Ich sag doch Pacestar Nobbynic, vorn und hinten und nicht breiter als 2.25. Die zerbröslen nicht.
Wozu mehr? Wozu Trailstar oder gar Vertstar?? Wo wollt ihr denn mit dem Bike hin ???
Meinethalben in SG, wenns das mal gibt.


----------



## Kerosin0815 (14. Dezember 2014)

Piefke schrieb:


> Was für ein Schmarrn.
> Ich hab an einem Bike die Kombi HD/Muddy Mary und am anderen Ardent/HR I. In der Abnuntzung geben sich die Reifen kaum etwas. Im Griß und Rollwidersatnd übrigends auch nicht.



Kann ich bestätigen.Der Schwalbe Hans Dampf sowie der NN haben bei mir nicht weniger lang gehalten wie meine Onza Ibex oder Maxxis.
Ein Maxxis zerbröselt bei entsprechendem Gebrauch ähnlich.
Aber gegen diese Mythen und Legendenbildung_ hier_ im Forum machst du halt nix.


----------



## hnx (14. Dezember 2014)

Problem bei Schwalbe ist nicht der optische Verschleiß, sondern die unterschiedlichen Gummimischungen innerhalb der Stollen. Da ist die "gute" Mischung nur auf den ersten paar Millimetern.


----------



## Skoalman (14. Dezember 2014)

tobsinger schrieb:


> da gebe ich Dir recht!
> Nur zur Errinnerung wofür so ein 'TRAIL'-bike hergenommen wird.


Und was fahren die Jungs für Reifen?
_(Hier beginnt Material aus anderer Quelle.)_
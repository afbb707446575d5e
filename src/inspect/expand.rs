//! Variable expansion engine
//!
//! Walks a variable's subtree through the channel, depth first, under a
//! shared memory budget. Each node is checked in this order before any
//! children are fetched:
//!
//! - leaf (no reference): returned untouched
//! - special value (runtime hook): rewritten, never traversed
//! - depth limit
//! - side-effect prone (runtime hook): left lazy
//! - cycle, by reference on the ancestor path, then by runtime identity
//! - budget already exhausted
//!
//! Cancellation is polled before every node and every child fetch.

use std::collections::{HashMap, HashSet};

use parking_lot::Mutex;
use tokio_util::sync::CancellationToken;

use crate::common::{Error, Result};
use crate::dap::{Variable, VariablesArguments, VariablesFilter};
use crate::runtime::{Probe, RuntimeHooks};

use super::budget::{Admission, MemoryBudget};
use super::capabilities::CapabilityDescriptor;
use super::channel::{cancellable, check_cancel, DebugChannel};
use super::variable::{CycleMethod, EnhancedVariable, TruncationReason};

/// Display value of a node that closes a cycle
pub const CIRCULAR: &str = "[Circular Reference]";

/// Evaluate context for identity comparisons
const IDENTITY_CONTEXT: &str = "hover";

/// Cache key for one `variables` request
#[derive(Debug, Clone, Copy, PartialEq, Eq, Hash)]
pub struct ChildrenKey {
    pub reference: i64,
    pub filter: Option<VariablesFilter>,
    pub start: Option<usize>,
    pub count: Option<usize>,
}

impl ChildrenKey {
    pub fn arguments(&self) -> VariablesArguments {
        VariablesArguments {
            variables_reference: self.reference,
            filter: self.filter,
            start: self.start.map(|s| s as i64),
            count: self.count.map(|c| c as i64),
        }
    }
}

/// Per-pause state shared by every traversal of one session
#[derive(Debug, Default)]
pub struct TraversalCache {
    pub children: HashMap<ChildrenKey, Vec<Variable>>,
    /// Consecutive identity-check failures per evaluate path
    pub identity_failures: HashMap<String, u32>,
    /// Every container reference handed to a caller since the last pause
    pub issued: HashSet<i64>,
}

impl TraversalCache {
    pub fn clear(&mut self) {
        self.children.clear();
        self.identity_failures.clear();
        self.issued.clear();
    }
}

/// Fetch children through the cache
pub async fn fetch_children(
    channel: &dyn DebugChannel,
    cache: &Mutex<TraversalCache>,
    token: &CancellationToken,
    key: ChildrenKey,
) -> Result<Vec<Variable>> {
    let cached = cache.lock().children.get(&key).cloned();
    if let Some(hit) = cached {
        return Ok(hit);
    }

    let children = cancellable(token, channel.variables(key.arguments())).await?;

    let mut cache = cache.lock();
    cache.issued.extend(
        children
            .iter()
            .map(|c| c.variables_reference)
            .filter(|r| *r > 0),
    );
    cache.children.insert(key, children.clone());
    Ok(children)
}

/// Limits applied to one traversal
#[derive(Debug, Clone, Copy)]
pub struct ExpandOptions {
    pub max_depth: usize,
    pub max_children: usize,
    /// How many of the nearest ancestors an identity check compares against
    pub identity_ancestors: usize,
    pub max_identity_failures: u32,
}

/// Ancestor on the current traversal path
#[derive(Debug, Clone)]
pub struct Ancestor {
    reference: i64,
    name: String,
    evaluate_name: Option<String>,
}

impl Ancestor {
    fn of(variable: &Variable) -> Self {
        Self {
            reference: variable.variables_reference,
            name: variable.name.clone(),
            evaluate_name: variable.evaluate_name.clone(),
        }
    }

    fn label(&self) -> &str {
        self.evaluate_name.as_deref().unwrap_or(&self.name)
    }
}

fn mark_cycle(mut node: EnhancedVariable, via: CycleMethod, target: &Ancestor) -> EnhancedVariable {
    node.original_value = Some(std::mem::replace(
        &mut node.variable.value,
        CIRCULAR.to_string(),
    ));
    node.cycle = true;
    node.cycle_via = Some(via);
    node.cycle_target = Some(target.label().to_string());
    node.expandable = false;
    node
}

/// One traversal over a paused frame
pub struct Expander<'a> {
    pub channel: &'a dyn DebugChannel,
    pub hooks: &'a dyn RuntimeHooks,
    pub caps: CapabilityDescriptor,
    pub budget: &'a Mutex<MemoryBudget>,
    pub cache: &'a Mutex<TraversalCache>,
    pub token: &'a CancellationToken,
    pub frame_id: Option<i64>,
    pub options: ExpandOptions,
}

impl<'a> Expander<'a> {
    fn probe(&self) -> Probe<'_> {
        Probe::new(self.channel, self.token, self.frame_id)
    }

    /// Expand the variables of one scope
    ///
    /// Every input variable yields an entry. Once the budget has rejected a
    /// node, remaining entries are marked truncated without fetching.
    pub async fn expand_all(&self, variables: Vec<Variable>) -> Result<Vec<EnhancedVariable>> {
        let mut out = Vec::with_capacity(variables.len());

        for variable in variables {
            check_cancel(self.token)?;

            let admitted = {
                let mut budget = self.budget.lock();
                !budget.is_exhausted()
                    && budget.add_node(self.hooks.estimate_size(&variable)).is_accepted()
            };
            if !admitted {
                out.push(EnhancedVariable::unexpanded(variable).truncate(TruncationReason::Budget));
                continue;
            }

            out.push(self.expand(variable, 1, &[]).await?);
        }
        Ok(out)
    }

    /// Expand one variable found at `depth`
    #[async_recursion::async_recursion]
    pub async fn expand(
        &self,
        variable: Variable,
        depth: usize,
        ancestors: &[Ancestor],
    ) -> Result<EnhancedVariable> {
        check_cancel(self.token)?;

        if variable.variables_reference == 0 {
            return Ok(EnhancedVariable::unexpanded(variable));
        }

        if let Some(display) = self.hooks.special_value(&variable) {
            let mut node = EnhancedVariable::unexpanded(variable);
            node.original_value = Some(std::mem::replace(&mut node.variable.value, display));
            node.variable.variables_reference = 0;
            node.expandable = false;
            return Ok(node);
        }

        if depth >= self.options.max_depth {
            return Ok(EnhancedVariable::unexpanded(variable).truncate(TruncationReason::MaxDepth));
        }

        if self.hooks.detect_side_effect(&variable, &self.probe()).await {
            check_cancel(self.token)?;
            let mut node = EnhancedVariable::unexpanded(variable);
            node.lazy = true;
            node.expandable = true;
            return Ok(node);
        }

        if let Some(ancestor) = ancestors
            .iter()
            .find(|a| a.reference == variable.variables_reference)
        {
            let node = EnhancedVariable::unexpanded(variable);
            return Ok(mark_cycle(node, CycleMethod::Reference, ancestor));
        }

        if let Some(ancestor) = self.identity_cycle(&variable, ancestors).await? {
            let node = EnhancedVariable::unexpanded(variable);
            return Ok(mark_cycle(node, CycleMethod::Identity, &ancestor));
        }

        if self.budget.lock().is_exhausted() {
            return Ok(EnhancedVariable::unexpanded(variable).truncate(TruncationReason::Budget));
        }

        self.expand_children(variable, depth, ancestors).await
    }

    async fn expand_children(
        &self,
        variable: Variable,
        depth: usize,
        ancestors: &[Ancestor],
    ) -> Result<EnhancedVariable> {
        let key = ChildrenKey {
            reference: variable.variables_reference,
            filter: None,
            start: None,
            count: Some(self.options.max_children),
        };

        let mut fetched = match fetch_children(self.channel, self.cache, self.token, key).await {
            Ok(children) => children,
            Err(Error::Cancelled) => return Err(Error::Cancelled),
            Err(e) => {
                tracing::debug!(reference = variable.variables_reference, error = %e, "Child fetch failed");
                let mut node = EnhancedVariable::unexpanded(variable);
                node.error = Some(e.to_string());
                node.expandable = true;
                return Ok(node);
            }
        };

        let fetched_len = fetched.len();
        let declared = variable.declared_children();
        fetched.truncate(self.options.max_children);

        let mut path = ancestors.to_vec();
        path.push(Ancestor::of(&variable));

        let mut children = Vec::with_capacity(fetched.len());
        let mut out_of_budget = false;

        for mut child in fetched {
            check_cancel(self.token)?;

            if child.evaluate_name.is_none() {
                child.evaluate_name = self.hooks.child_evaluate_path(&variable, &child);
            }

            let admission = {
                let mut budget = self.budget.lock();
                if budget.is_exhausted() {
                    None
                } else {
                    Some(budget.add_node(self.hooks.estimate_size(&child)))
                }
            };
            match admission {
                Some(Admission::Accepted(_)) => {}
                Some(Admission::Rejected { reason, .. }) => {
                    tracing::debug!(
                        reference = variable.variables_reference,
                        ?reason,
                        shown = children.len(),
                        "Budget stopped expansion"
                    );
                    out_of_budget = true;
                    break;
                }
                None => {
                    // a deeper level already ran out
                    out_of_budget = true;
                    break;
                }
            }

            let expanded = self.expand(child, depth + 1, &path).await?;
            if expanded.truncated_reason == Some(TruncationReason::Budget) {
                out_of_budget = true;
            }
            children.push(expanded);
        }

        let total = declared.unwrap_or(fetched_len).max(fetched_len);
        let mut node = EnhancedVariable::unexpanded(variable);
        node.children_shown = Some(children.len());
        node.total_children = Some(total);
        node.children_truncated = total > fetched_len || fetched_len > self.options.max_children;
        node.children = children;

        Ok(if out_of_budget {
            node.truncate(TruncationReason::Budget)
        } else {
            node
        })
    }

    /// Compare `variable` against its nearest ancestors by runtime identity
    ///
    /// Paths that keep failing to evaluate are skipped after
    /// `max_identity_failures` attempts.
    async fn identity_cycle(
        &self,
        variable: &Variable,
        ancestors: &[Ancestor],
    ) -> Result<Option<Ancestor>> {
        if !self.caps.supports_identity_check {
            return Ok(None);
        }
        let Some(path) = variable.evaluate_name.as_deref() else {
            return Ok(None);
        };

        let limit = self.options.max_identity_failures;
        let probe = self.probe();

        for ancestor in ancestors.iter().rev().take(self.options.identity_ancestors) {
            if self.cache.lock().identity_failures.get(path).copied().unwrap_or(0) >= limit {
                return Ok(None);
            }
            let Some(other) = ancestor.evaluate_name.as_deref() else {
                continue;
            };
            let Some(expr) = self.hooks.identity_expression(path, other) else {
                return Ok(None);
            };

            match probe.evaluate(&expr, IDENTITY_CONTEXT).await {
                Ok(body) => {
                    self.cache.lock().identity_failures.remove(path);
                    if body.result == "true" {
                        return Ok(Some(ancestor.clone()));
                    }
                }
                Err(Error::Cancelled) => return Err(Error::Cancelled),
                Err(e) => {
                    let mut cache = self.cache.lock();
                    let failures = cache.identity_failures.entry(path.to_string()).or_insert(0);
                    *failures += 1;
                    if *failures == limit {
                        tracing::warn!(
                            path,
                            failures = *failures,
                            error = %e,
                            "Identity checks keep failing, skipping them for this path"
                        );
                    }
                }
            }
        }
        Ok(None)
    }
}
Am Hinterrad einen Purgatory mit der leichten Control Karkasse (eher unter dem alten Nobby Nic anzusiedeln) und am Vorderrad einen Butcher Control (etwa in der Liga eines Hans Dampf aber mit leichterer Karkasse).
Ein leichter Reifen mit wenig Rollwiderstand bietet auf einem leichten Trailbike einem riesigen Vorteil, nämlich das sich das Bike damit überhaupt erst leichtfüssig und explosiv fährt.
Montiert man am gleichen Bike dann vorne und hinten einen 3/4-Downhillreifen (z.B. Highroller 2 mit weicher Gummimischung), dann fühlt sich das Bike vorallem auf flacheren Trails mit gewissem Tretanteil gleich viel schwerfälliger an.
Daher gehört meiner Meinung nach zumindest ans Hinterrad ein leichter und schneller Reifen.

Ich fahre seit diesem Herbst auf meinem neuen Bike einen Semi-Slick (Speci Slaughter) am Hinterrad und war überrascht wie gut das Ding sich als Allrounder schlägt. Selbst bei wirklich garstigen und schlammigen Verhältnissen auf einer Shuttlestrecke kam ich mit dem Semi-Slick am Hinterrad überraschend gut klar.


----------



## Kerosin0815 (14. Dezember 2014)

hnx schrieb:


> Problem bei Schwalbe ist nicht der optische Verschleiß, sondern die unterschiedlichen Gummimischungen innerhalb der Stollen. Da ist die "gute" Mischung nur auf den ersten paar Millimetern.



Auch das ist so ein Mythos hier.
Die "grippige" Schicht ist fast durchgängig über die gesamte Stollenhöhe vorhanden.
Auf den Bildern/Zeichnungen in der Produktbeschreibung ist das sehr unglücklich dargestellt.Dort sieht die obere Schicht tatsächlich sehr dünn aus.Ist sie aber nicht.
Aber egal.


----------



## Plumpssack (14. Dezember 2014)

So, ich fahr wie gesagt normalweise advantage/crossmark und komme grad mitte dezember ausm park in schulenberg und hatte dafür meine alten 2ply 2.5er swampthings aufgezogen und hätte mir am 6point selbst zum "dh" fahren im winter doch die leichten reifen gewünscht, auch wenn sie deurlich mehr gerutscht hätten.
Bitte keine schweren/schlecht rollende reifen auf ein bike, das sich durch agilität und spritzigkeit auszeichnen soll..


----------



## MTB-News.de




----------



## Makke (14. Dezember 2014)

mir persönlich würde die Onzakombination am ehesten zusagen.
Allerdings rollt der Canis auf der Traße (quasi ja fast immer notwendig auf dem Weg in den Wald) echt nicht besonderst. Im Wald dafür um so besser. Der Ibex als 2,25er am Vorrderad könnte reichen, würde aber die paar Gramm Zusatzgewicht für den 2,4er in Kauf nehmen.

Die Schwalbes funktionieren nur am Anfang gut, dann lassen sie merklich nach. Maxxis ist auch i.o., nur der Ardent in 2,25 ist bei feuchten Bdingungen echt mistig.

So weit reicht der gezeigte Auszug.